DB_NAME="username_oc_2"


# Where backups are kept
BACKUP_DIR="$HOME/wordpress_backups"

if [ ! -d "$BACKUP_DIR" ] ; then
        # Create backup directory if it does not exist
        mkdir "$BACKUP_DIR"
fi

# get date & time for backup file name
date=`date +%Y%m%d-%H%I%S`

# export wordpress mysql database to file
mysqldump -h b.custsql.sonic.net -u $DB_USER -p"$DB_PASS" $DB_NAME > "$BACKUP_DIR/wordpress-$date.sql"

if [ $? != 0 ] ; then
        echo "Wordpress MySQL backup failed!"
        exit 2
fi

# backup wordpress files, themes, plugins, media
tar cfz "$BACKUP_DIR/wordpress-$date.tar.gz" $HOME/public_html/otheremail.org

if [ $? != 0 ] ; then
        echo "Failed to archive WordPress files!"
        exit 2
fi

# delete backups older than 14 days; "-name" ensureswe only our backups are deleted
find "$BACKUP_DIR" -maxdepth 1 -name "wordpress-*" -type f -mtime +14 -delete -print

exit 0
To run it, you would save this to a file in your home directory on shell.sonic.net (e.g. backup_wordpress.sh), give it execute permissions (chmod +x backup_wordpress.sh) and then run it as "./backup_wordpress.sh"
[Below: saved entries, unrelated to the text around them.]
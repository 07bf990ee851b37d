// Copyright 2024. The Jarrah Project
//
// Redistribution and use in source and binary forms, with or without modification, are permitted provided that the
// following conditions are met:
//
// 1. Redistributions of source code must retain the above copyright notice, this list of conditions and the following
// disclaimer.
//
// 2. Redistributions in binary form must reproduce the above copyright notice, this list of conditions and the
// following disclaimer in the documentation and/or other materials provided with the distribution.
//
// 3. Neither the name of the copyright holder nor the names of its contributors may be used to endorse or promote
// products derived from this software without specific prior written permission.
//
// THIS SOFTWARE IS PROVIDED BY THE COPYRIGHT HOLDERS AND CONTRIBUTORS "AS IS" AND ANY EXPRESS OR IMPLIED WARRANTIES,
// INCLUDING, BUT NOT LIMITED TO, THE IMPLIED WARRANTIES OF MERCHANTABILITY AND FITNESS FOR A PARTICULAR PURPOSE ARE
// DISCLAIMED. IN NO EVENT SHALL THE COPYRIGHT HOLDER OR CONTRIBUTORS BE LIABLE FOR ANY DIRECT, INDIRECT, INCIDENTAL,
// SPECIAL, EXEMPLARY, OR CONSEQUENTIAL DAMAGES (INCLUDING, BUT NOT LIMITED TO, PROCUREMENT OF SUBSTITUTE GOODS OR
// SERVICES; LOSS OF USE, DATA, OR PROFITS; OR BUSINESS INTERRUPTION) HOWEVER CAUSED AND ON ANY THEORY OF LIABILITY,
// WHETHER IN CONTRACT, STRICT LIABILITY, OR TORT (INCLUDING NEGLIGENCE OR OTHERWISE) ARISING IN ANY WAY OUT OF THE
// USE OF THIS SOFTWARE, EVEN IF ADVISED OF THE POSSIBILITY OF SUCH DAMAGE.

//! The persistent block DAG. Blocks, their difficulty epochs and their transactions live in a
//! SQLite database; every accepted block is written atomically together with its epoch row (if it
//! opened one) and its transactions. Blocks are never mutated or deleted.

mod async_db;
mod block_dag;
mod error;
mod models;
mod schema;

pub use async_db::AsyncBlockDag;
pub use block_dag::{BlockDag, TipChanged};
pub use error::ChainStorageError;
It's just a robust as a backup plugin, if not more, but if getting that set up sounds confusing, a plugin is probably the best way to go. There should be some that can create backups without needing the "zip" extension built in. Restoring from that backup simply involves extracting and overwriting all the files, and importing the SQL dump which will erase all the old info from the database and replace it with the backup.